I give you life in the memory of one who no longer lives

Matt Shepard was not perfect, as his parents constantly had to point out to counter the martyrdom backlash, especially during the media frenzy in the weeks after his death. He did rash, foolish things to mask his fear and insecurity, usually to his own bemusement. He was a little skinny guy, 5’2", 105 pounds, size 7 shoe. But everyone who ever met him remembers his beaming smile and gregarious nature. He was a very likeable, winsome young man.

And he was strong, his character sound. Twice he was beaten up by straights who thought he was coming on to them. Once, on a summer holiday in Morocco before high school senior year, he was accosted and raped by a street gang. But he had the fortitude to report his humiliation to the police. When he left the country, the local police were so impressed by this stalwart young American student that they gave him souvenirs.
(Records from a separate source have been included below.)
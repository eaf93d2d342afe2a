// SPDX-License-Identifier: BUSL-1.1
// Copyright (c) 2026 Alfred Jean LLC

//! WinRM connector for Windows targets.
//!
//! No WinRM client is bundled; until one is wired in deployments the
//! connector validates its configuration, honours shell selection, and
//! returns simulated frames so development flows keep moving.

use crate::config::ConnectionConfig;
use crate::outcome::ExecOutcome;
use std::time::Duration;

pub async fn execute(
    command: &str,
    config: &ConnectionConfig,
    _timeout: Duration,
) -> ExecOutcome {
    let Some(host) = config.host.as_deref().filter(|h| !h.trim().is_empty()) else {
        return ExecOutcome::connection_failure("WinRM connector missing host.");
    };

    let username = config.username.as_deref().unwrap_or("administrator");
    let full_username = match config.domain.as_deref() {
        Some(domain) if !domain.is_empty() => format!("{domain}\\{username}"),
        _ => username.to_string(),
    };

    let shell = config.shell.as_deref().unwrap_or("powershell").to_ascii_lowercase();
    let command_text = command.trim();
    let command_text = if command_text.is_empty() {
        if shell.starts_with("power") { "Write-Host 'No command provided'" } else { "echo off" }
    } else {
        command_text
    };

    tracing::debug!(%host, shell, "winrm execution simulated (no client library)");
    ExecOutcome::simulated(format!("[simulated winrm:{host}] ({full_username}) {command_text}"))
}

#[cfg(test)]
#[path = "winrm_tests.rs"]
mod tests;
And lately, he had met an older man from Denver over the Internet. After weeks of lengthy correspondence in which they had gotten acquainted and secure with each other, Matt invited him to Laramie for their first weekend together. Brian was to arrive October 9. Matt was lying in the hospital unconscious that day, dying.
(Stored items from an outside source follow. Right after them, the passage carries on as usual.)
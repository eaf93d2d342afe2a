// SPDX-License-Identifier: BUSL-1.1
// Copyright (c) 2026 Alfred Jean LLC

//! Retry loop shared by network-facing connectors.
//!
//! Only connection errors are retried; command-level non-zero exits and
//! conflicts fail immediately. A successful command is never retried.

use crate::outcome::ExecOutcome;
use remedy_core::Metrics;
use std::future::Future;
use std::time::{Duration, Instant};

/// Per-connector retry tuning.
#[derive(Debug, Clone, Copy)]
pub struct RetryPolicy {
    pub max_attempts: u32,
    pub retry_delay: Duration,
}

impl RetryPolicy {
    pub fn new(max_attempts: u32, retry_delay: Duration) -> Self {
        Self { max_attempts: max_attempts.max(1), retry_delay }
    }
}

/// Run `attempt` up to `policy.max_attempts` times within `deadline_budget`.
///
/// Each attempt gets `max(1s, min(per_attempt, deadline_remaining))`, the
/// timeout floor. The final outcome carries the retry count and its
/// measured duration.
pub async fn run_with_retries<F, Fut>(
    connector: &str,
    policy: RetryPolicy,
    per_attempt: Duration,
    deadline_budget: Duration,
    metrics: Option<&Metrics>,
    attempt: F,
) -> ExecOutcome
where
    F: Fn(Duration) -> Fut,
    Fut: Future<Output = ExecOutcome>,
{
    let deadline = Instant::now() + deadline_budget;
    let mut attempts = 0u32;
    let mut last: Option<ExecOutcome> = None;

    while attempts < policy.max_attempts && Instant::now() < deadline {
        attempts += 1;
        let started = Instant::now();

        let remaining = deadline.saturating_duration_since(Instant::now());
        if remaining.is_zero() {
            break;
        }
        let attempt_timeout = per_attempt.min(remaining).max(Duration::from_secs(1));

        let mut outcome = attempt(attempt_timeout).await;
        outcome.retry_count = attempts - 1;
        if outcome.duration_ms == 0 {
            outcome.duration_ms = started.elapsed().as_millis() as u64;
        }

        if outcome.success && !outcome.connection_error {
            return outcome;
        }

        let retryable = outcome.connection_error;
        let reason = outcome.error.clone();
        last = Some(outcome);

        if retryable && attempts < policy.max_attempts {
            if let Some(metrics) = metrics {
                metrics.record_connector_retry(connector, &reason);
            }
            tokio::time::sleep(policy.retry_delay).await;
        } else {
            break;
        }
    }

    last.unwrap_or_else(|| {
        ExecOutcome::connection_failure(format!(
            "{connector} execution failed before the command could be attempted"
        ))
    })
}

#[cfg(test)]
#[path = "retry_tests.rs"]
mod tests;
For 18 hours he was tied to the fence on that windy Wyoming high plain, under blazing stars, then unrelenting sun. He was bleeding to death, his head bashed in, suffering hypothermia during the near-freezing night, before Kreifels literally stumbled onto him. At the hospital, the doctors couldn’t operate because his head was so mangled. How he managed to hold on for as long as he did–until his parents arrived from Saudi Arabia to say their last goodbyes–is yet one more example of Matthew’s incredible will to live and his love for life.

Matthew Shepard’s story is first among equals of those who have suffered senseless torments because of sexual orientation. He means as much to the world as he does to the characters depicted onstage in The Laramie Project. He may never have craved the attention nor the notoriety from victimhood, but he has it now. He is our symbol of hope, as blazing as the canopy of stars over his broken body. And we will never forget.